Die archaische Wucht der alttestamentarischen Erzählung, die krasse Darstellung von Gewaltekzessen, Naturkatastrophen und Elementarkräften, die Mendelssohn in wirkungs- und kraftvolle Musik gesetzt hat, wurde von den Ensembles engagiert und in kräftigen Farben zur Entfaltung gebracht. Rilling verlor nie den Blick auf die Spannungskurve, sorgte für den dramatischen Fluss, brachte die Übergänge auf den Punkt. Der Chor tritt im "Elias" nach dem Vorbild der Bachschen Passionen sowohl aktiv handelnd als auch kommentierend in Erscheinung. Mit Emphase und feinem dynamischen Aufbau gelangen der Gächinger Kantorei die dramatischen Schilderungen, emotional aufgeladen und dennoch präzise und transparent wirkten die großen Chorszenen, die Klage- und Wut-Chöre: Mächtig dröhnten die Baal-Rufe, wuchtig und aggressiv forderte das Volk Elias' Tod. Besonders klangschön und rein glückte das berühmte Engel-Doppelquartett.

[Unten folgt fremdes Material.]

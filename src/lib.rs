pub mod adapters;
pub mod config;
pub mod context;
pub mod core;
pub mod door;
pub mod logging;
pub mod rpc;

Am Ende des Abends war das Publikum enthusiasmiert, erhob sich so gut wie geschlossen zu Standing Ovations. Darunter auch Musikfest-Schirmherr Winfried Kretschmann und seine Gattin, sichtlich gepackt vom Konzert. Beim anschließenden Empfang verlieh Kretschmann seiner Begeisterung Ausdruck, in dem er für kurze Plaudereien von Tisch zu Tisch ging, jedem Einzelnen die Hand reichte und sich bei allen Mitwirkenden für den tollen Abend bedankte. Schon in der Pause hatte man den Landesvater im vertraulichen Gespräch mit jugendlichen Autogrammjägern gesehen: ein ungewöhnlicher Anblick in der Politik.

Besprechung für die Stuttgarter Nachrichten von heute. Das Konzert fand statt am 28. August 2011.